_What the task requires_
From the data that follows, copy every line holding the string "copied".

_Collected data entries_
>>>>
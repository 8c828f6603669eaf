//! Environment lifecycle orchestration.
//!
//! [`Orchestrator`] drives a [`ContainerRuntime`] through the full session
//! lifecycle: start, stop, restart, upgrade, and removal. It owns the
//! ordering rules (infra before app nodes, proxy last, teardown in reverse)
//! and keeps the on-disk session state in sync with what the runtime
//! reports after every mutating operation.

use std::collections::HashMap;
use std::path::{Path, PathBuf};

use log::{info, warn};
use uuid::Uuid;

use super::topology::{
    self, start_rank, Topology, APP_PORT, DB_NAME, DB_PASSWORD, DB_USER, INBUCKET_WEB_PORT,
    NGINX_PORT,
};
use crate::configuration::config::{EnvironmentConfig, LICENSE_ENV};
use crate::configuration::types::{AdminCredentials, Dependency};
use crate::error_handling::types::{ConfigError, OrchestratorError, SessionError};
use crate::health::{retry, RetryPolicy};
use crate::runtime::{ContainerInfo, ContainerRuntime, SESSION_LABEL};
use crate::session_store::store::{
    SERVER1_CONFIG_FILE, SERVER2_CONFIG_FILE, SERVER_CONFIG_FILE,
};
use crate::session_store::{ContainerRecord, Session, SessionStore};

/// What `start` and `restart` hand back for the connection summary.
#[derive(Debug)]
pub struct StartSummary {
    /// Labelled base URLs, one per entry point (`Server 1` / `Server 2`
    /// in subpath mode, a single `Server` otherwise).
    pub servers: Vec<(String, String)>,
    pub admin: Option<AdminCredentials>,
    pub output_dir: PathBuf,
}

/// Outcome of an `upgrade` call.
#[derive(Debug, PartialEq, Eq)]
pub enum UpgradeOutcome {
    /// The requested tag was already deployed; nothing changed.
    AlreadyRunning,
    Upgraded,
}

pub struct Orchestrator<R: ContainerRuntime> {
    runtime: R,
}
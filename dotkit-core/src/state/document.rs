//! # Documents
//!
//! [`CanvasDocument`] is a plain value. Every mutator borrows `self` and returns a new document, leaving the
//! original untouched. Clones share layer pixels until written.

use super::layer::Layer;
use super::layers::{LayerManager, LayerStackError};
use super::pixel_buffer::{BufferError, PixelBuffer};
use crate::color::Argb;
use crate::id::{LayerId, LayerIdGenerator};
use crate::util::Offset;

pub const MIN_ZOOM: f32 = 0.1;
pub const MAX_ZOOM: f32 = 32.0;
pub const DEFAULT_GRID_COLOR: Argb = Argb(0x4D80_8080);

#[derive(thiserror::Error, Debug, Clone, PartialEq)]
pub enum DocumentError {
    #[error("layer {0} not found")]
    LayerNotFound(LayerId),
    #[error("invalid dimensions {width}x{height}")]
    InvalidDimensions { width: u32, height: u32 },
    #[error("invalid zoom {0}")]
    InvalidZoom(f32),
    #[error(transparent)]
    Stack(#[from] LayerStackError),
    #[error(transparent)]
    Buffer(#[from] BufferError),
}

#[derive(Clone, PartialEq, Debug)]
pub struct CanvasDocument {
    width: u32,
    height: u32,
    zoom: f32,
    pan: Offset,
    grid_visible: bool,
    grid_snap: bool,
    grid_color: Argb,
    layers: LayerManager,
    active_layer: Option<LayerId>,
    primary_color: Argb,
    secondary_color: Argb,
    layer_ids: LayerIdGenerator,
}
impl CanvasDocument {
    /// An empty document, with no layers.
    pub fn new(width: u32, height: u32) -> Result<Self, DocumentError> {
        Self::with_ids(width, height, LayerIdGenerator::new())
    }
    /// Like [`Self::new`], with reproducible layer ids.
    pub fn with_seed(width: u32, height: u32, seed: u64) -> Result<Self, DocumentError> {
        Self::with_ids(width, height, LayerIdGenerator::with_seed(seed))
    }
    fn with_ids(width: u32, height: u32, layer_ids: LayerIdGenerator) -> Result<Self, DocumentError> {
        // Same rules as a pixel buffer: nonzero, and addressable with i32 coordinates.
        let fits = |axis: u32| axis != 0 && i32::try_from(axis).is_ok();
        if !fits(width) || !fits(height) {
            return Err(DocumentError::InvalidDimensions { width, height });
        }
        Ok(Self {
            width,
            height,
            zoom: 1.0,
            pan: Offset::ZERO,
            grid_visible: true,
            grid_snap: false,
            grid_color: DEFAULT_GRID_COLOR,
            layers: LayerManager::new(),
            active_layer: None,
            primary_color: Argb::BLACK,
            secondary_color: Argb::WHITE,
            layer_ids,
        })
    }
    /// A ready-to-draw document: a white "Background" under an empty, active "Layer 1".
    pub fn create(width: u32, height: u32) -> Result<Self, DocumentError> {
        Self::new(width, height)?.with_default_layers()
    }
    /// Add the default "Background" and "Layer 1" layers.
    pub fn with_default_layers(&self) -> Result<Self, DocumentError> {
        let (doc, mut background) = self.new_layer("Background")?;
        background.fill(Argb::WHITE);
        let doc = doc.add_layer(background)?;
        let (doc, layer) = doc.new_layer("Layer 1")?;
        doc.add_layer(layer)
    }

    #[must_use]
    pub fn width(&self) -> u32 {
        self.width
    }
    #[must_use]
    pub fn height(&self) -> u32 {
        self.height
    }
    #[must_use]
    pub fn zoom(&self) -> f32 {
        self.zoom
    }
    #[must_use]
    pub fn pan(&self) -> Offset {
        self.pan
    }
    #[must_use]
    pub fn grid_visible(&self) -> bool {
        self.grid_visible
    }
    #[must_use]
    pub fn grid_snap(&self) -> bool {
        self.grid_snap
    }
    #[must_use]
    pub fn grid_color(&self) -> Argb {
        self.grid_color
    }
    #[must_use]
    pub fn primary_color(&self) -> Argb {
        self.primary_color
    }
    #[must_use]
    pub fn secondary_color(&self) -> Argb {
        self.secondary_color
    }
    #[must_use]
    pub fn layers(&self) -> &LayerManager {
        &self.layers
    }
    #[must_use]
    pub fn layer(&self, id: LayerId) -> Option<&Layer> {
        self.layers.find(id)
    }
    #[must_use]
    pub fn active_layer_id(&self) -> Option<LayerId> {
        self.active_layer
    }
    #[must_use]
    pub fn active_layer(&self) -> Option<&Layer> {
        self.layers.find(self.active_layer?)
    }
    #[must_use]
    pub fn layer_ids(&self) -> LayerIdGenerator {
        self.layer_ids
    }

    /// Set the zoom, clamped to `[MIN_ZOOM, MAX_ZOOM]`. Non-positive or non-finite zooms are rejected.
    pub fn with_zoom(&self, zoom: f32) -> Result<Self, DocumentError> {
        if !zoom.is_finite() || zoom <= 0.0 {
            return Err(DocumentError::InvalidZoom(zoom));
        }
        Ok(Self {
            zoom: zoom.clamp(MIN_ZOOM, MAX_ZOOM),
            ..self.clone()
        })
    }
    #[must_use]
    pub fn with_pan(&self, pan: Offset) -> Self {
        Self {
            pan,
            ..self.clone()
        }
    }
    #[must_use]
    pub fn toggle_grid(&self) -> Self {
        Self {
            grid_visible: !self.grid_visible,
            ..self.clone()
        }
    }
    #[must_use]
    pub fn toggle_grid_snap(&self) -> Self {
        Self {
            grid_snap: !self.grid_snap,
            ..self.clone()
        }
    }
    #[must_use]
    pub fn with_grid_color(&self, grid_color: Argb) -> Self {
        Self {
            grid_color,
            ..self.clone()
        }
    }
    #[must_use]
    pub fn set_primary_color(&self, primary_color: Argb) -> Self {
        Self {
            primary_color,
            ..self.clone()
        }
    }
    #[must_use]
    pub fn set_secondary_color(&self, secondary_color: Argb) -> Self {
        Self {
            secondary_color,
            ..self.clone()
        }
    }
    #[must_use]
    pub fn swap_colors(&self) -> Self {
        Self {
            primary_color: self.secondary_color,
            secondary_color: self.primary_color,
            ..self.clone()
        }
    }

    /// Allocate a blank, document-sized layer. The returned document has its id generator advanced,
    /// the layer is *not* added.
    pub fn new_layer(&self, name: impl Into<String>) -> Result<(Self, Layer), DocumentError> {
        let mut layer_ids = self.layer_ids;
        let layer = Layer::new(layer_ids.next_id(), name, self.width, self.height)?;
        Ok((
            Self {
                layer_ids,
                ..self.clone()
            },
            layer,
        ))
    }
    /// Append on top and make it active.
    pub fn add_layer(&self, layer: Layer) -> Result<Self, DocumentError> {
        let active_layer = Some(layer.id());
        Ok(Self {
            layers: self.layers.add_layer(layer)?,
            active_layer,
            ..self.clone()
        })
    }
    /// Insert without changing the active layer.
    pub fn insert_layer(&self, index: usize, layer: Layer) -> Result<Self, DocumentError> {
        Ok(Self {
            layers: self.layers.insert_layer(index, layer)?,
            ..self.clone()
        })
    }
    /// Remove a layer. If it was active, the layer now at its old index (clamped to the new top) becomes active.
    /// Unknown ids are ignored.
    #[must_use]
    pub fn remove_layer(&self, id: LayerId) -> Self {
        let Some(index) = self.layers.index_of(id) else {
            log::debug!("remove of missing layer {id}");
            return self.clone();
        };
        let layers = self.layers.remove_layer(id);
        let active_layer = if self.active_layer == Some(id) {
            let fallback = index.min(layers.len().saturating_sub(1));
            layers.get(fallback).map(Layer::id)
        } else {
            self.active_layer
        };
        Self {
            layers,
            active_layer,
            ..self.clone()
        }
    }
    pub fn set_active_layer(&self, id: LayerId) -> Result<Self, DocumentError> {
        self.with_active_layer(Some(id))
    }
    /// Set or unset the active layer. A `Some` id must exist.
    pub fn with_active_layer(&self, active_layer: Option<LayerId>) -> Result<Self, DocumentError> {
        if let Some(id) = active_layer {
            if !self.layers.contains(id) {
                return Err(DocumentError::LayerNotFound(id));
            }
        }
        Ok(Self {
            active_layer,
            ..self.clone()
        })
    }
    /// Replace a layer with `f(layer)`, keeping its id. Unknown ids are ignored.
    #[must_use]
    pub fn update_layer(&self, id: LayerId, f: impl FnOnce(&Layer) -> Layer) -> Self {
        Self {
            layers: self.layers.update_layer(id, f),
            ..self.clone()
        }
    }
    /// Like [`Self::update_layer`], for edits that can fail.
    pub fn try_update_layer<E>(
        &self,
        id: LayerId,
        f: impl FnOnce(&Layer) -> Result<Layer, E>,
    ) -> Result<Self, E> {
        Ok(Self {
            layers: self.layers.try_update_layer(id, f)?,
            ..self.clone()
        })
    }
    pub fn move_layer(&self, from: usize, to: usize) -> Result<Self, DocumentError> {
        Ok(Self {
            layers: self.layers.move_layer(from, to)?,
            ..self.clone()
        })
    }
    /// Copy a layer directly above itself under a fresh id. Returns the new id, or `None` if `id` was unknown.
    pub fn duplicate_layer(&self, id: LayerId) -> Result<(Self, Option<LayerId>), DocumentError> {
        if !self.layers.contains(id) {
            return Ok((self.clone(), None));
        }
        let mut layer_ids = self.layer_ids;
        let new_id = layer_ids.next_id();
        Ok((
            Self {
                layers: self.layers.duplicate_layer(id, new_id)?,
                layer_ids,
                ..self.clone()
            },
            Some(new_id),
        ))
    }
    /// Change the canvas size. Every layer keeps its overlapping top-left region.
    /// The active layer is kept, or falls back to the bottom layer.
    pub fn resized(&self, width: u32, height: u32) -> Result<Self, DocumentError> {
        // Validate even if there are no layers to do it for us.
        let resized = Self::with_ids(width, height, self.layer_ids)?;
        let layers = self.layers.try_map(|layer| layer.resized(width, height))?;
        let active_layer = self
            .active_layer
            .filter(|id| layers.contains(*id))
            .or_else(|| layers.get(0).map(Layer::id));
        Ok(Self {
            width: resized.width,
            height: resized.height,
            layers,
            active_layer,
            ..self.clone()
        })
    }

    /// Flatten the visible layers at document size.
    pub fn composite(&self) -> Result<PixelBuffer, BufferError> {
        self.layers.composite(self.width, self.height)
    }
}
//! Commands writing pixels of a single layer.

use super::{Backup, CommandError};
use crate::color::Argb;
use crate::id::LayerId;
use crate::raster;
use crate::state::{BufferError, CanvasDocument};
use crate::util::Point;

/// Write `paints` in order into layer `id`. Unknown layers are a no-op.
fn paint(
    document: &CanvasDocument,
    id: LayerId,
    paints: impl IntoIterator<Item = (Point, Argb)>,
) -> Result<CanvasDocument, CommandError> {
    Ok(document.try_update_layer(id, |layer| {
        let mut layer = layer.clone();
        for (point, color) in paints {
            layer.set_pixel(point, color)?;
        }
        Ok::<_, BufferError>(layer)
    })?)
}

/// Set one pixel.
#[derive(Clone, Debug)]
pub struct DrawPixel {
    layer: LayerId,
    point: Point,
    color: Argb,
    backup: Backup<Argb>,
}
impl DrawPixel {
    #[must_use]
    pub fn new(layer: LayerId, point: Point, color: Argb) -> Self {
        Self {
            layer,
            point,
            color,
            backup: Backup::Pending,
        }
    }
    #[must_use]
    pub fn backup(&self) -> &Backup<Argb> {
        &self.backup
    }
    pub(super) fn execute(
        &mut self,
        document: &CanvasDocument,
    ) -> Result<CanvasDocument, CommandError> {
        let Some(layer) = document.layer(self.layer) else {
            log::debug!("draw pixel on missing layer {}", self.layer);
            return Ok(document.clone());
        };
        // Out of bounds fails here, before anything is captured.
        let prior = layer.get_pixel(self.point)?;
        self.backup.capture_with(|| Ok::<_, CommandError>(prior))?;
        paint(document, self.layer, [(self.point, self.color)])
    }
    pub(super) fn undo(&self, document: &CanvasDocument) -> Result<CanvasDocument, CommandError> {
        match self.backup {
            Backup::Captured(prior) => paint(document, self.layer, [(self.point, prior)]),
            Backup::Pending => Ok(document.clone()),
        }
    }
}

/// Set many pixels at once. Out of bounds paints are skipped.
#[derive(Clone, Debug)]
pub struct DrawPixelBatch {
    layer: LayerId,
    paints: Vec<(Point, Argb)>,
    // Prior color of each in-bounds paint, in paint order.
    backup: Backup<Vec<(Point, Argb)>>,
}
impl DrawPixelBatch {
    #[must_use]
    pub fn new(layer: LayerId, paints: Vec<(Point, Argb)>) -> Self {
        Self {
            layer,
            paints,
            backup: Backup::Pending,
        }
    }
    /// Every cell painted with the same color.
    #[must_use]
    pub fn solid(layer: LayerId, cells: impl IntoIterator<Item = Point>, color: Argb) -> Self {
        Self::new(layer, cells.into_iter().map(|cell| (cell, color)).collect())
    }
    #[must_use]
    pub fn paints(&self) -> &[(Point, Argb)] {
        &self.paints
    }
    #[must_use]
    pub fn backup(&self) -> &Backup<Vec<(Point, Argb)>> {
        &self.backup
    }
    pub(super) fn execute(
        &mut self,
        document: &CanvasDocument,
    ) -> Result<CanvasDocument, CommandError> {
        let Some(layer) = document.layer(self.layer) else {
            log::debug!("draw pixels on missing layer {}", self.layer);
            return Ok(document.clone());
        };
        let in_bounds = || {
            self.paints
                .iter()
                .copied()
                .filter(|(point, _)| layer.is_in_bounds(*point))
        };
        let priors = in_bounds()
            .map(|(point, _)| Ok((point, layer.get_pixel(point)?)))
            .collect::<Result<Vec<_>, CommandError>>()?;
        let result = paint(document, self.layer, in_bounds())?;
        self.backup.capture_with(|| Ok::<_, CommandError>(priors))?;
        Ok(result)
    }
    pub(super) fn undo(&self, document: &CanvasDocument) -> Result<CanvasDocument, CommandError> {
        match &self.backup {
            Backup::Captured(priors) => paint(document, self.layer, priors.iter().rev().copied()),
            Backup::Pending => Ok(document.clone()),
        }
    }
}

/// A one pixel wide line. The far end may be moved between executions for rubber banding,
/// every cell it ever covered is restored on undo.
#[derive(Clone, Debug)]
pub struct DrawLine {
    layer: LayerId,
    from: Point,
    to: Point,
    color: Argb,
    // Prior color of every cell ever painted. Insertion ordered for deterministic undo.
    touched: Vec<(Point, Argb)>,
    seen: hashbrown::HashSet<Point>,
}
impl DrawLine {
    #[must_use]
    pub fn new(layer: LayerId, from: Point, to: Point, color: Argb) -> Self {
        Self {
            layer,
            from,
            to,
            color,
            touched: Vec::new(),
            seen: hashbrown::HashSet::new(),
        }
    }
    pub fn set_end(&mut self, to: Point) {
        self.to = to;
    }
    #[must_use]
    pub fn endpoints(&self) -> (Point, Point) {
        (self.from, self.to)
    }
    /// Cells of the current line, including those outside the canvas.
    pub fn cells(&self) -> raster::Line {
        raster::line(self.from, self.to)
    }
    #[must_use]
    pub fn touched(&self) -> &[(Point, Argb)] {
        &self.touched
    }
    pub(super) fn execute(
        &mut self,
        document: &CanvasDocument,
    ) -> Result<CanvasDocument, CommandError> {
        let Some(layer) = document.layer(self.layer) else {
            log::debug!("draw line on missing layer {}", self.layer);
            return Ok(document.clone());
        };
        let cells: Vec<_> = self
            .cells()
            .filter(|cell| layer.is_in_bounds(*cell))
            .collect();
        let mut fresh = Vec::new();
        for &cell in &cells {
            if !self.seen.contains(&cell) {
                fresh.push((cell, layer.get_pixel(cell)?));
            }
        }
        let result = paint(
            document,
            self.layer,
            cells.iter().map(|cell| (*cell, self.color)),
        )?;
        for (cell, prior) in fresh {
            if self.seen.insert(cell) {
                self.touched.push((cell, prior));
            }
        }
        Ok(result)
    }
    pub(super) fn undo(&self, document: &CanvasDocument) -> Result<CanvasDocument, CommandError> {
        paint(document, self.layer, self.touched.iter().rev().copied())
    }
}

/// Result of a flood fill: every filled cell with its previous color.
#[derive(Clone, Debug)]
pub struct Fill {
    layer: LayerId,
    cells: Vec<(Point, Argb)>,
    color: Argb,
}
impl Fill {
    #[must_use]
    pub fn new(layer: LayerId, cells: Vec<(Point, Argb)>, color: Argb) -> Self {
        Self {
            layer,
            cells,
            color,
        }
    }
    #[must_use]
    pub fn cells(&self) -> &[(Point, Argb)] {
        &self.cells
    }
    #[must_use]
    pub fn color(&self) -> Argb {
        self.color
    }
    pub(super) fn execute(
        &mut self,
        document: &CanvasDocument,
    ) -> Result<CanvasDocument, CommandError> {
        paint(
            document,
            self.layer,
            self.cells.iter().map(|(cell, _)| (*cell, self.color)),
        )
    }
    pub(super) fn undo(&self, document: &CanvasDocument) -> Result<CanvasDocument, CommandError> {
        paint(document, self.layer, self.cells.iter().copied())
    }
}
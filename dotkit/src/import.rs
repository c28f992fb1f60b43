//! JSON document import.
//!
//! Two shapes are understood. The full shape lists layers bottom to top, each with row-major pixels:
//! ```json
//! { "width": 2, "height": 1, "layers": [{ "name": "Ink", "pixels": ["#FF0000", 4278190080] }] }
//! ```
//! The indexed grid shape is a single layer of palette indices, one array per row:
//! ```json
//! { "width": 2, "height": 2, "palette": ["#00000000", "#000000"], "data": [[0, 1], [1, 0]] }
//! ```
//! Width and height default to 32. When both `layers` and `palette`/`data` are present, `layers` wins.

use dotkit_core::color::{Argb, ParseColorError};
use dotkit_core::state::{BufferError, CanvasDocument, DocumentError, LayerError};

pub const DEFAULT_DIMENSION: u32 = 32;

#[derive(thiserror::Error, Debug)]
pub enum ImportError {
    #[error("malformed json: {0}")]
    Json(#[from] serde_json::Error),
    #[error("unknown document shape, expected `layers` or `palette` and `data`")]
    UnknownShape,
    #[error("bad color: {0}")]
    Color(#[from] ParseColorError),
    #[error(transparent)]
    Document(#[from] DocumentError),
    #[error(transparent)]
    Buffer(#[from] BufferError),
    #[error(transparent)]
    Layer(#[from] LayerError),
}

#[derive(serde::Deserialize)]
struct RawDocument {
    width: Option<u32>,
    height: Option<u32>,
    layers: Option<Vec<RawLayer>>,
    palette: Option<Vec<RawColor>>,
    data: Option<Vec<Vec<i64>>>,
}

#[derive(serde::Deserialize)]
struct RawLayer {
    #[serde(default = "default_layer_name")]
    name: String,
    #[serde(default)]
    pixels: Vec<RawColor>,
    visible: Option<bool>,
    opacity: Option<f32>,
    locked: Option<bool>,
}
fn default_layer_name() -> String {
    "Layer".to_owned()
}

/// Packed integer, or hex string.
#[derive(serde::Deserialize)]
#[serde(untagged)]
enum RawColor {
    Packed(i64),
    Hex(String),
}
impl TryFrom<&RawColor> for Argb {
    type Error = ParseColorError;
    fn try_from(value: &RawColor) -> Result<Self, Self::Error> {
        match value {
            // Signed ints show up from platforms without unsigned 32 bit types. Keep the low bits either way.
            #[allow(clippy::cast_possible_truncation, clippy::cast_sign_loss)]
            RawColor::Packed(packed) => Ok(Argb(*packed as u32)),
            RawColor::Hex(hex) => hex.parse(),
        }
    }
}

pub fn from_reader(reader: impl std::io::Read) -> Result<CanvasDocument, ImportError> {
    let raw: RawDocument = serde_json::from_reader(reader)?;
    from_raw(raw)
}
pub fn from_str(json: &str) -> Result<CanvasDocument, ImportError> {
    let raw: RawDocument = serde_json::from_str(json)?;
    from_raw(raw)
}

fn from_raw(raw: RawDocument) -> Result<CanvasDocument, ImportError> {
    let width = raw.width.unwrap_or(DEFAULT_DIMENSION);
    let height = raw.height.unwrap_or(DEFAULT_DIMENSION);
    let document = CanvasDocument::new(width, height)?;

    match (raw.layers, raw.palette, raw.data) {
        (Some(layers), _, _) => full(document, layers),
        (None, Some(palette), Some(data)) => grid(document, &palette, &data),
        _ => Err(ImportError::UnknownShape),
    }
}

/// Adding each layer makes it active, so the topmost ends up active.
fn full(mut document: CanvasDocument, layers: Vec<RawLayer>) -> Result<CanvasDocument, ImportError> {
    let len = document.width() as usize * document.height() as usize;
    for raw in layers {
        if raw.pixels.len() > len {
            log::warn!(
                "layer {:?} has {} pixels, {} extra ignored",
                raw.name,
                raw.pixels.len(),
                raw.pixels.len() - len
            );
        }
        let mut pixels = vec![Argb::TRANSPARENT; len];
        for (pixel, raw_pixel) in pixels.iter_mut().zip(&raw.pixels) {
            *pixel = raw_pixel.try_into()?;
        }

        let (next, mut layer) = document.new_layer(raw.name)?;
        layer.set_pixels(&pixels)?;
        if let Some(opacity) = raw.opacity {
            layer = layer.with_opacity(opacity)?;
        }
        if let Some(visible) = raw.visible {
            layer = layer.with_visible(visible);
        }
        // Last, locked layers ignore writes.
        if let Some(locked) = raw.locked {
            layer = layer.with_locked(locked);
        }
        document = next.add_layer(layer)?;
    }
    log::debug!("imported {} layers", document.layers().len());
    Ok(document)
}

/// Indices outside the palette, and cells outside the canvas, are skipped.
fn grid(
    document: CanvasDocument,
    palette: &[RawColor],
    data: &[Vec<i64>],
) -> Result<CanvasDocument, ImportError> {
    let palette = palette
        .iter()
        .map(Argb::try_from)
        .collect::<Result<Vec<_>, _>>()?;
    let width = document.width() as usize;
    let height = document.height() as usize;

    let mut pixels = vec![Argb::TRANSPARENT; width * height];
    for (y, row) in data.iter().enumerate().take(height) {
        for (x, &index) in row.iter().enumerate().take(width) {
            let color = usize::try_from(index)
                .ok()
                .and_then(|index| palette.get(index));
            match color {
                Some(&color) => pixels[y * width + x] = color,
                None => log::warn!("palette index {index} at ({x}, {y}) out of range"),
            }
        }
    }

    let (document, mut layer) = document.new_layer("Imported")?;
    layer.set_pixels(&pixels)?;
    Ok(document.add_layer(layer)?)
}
<<<<
_Answer space_
                .copied()
            Backup::Captured(priors) => paint(document, self.layer, priors.iter().rev().copied()),
        paint(document, self.layer, self.touched.iter().rev().copied())
        paint(document, self.layer, self.cells.iter().copied())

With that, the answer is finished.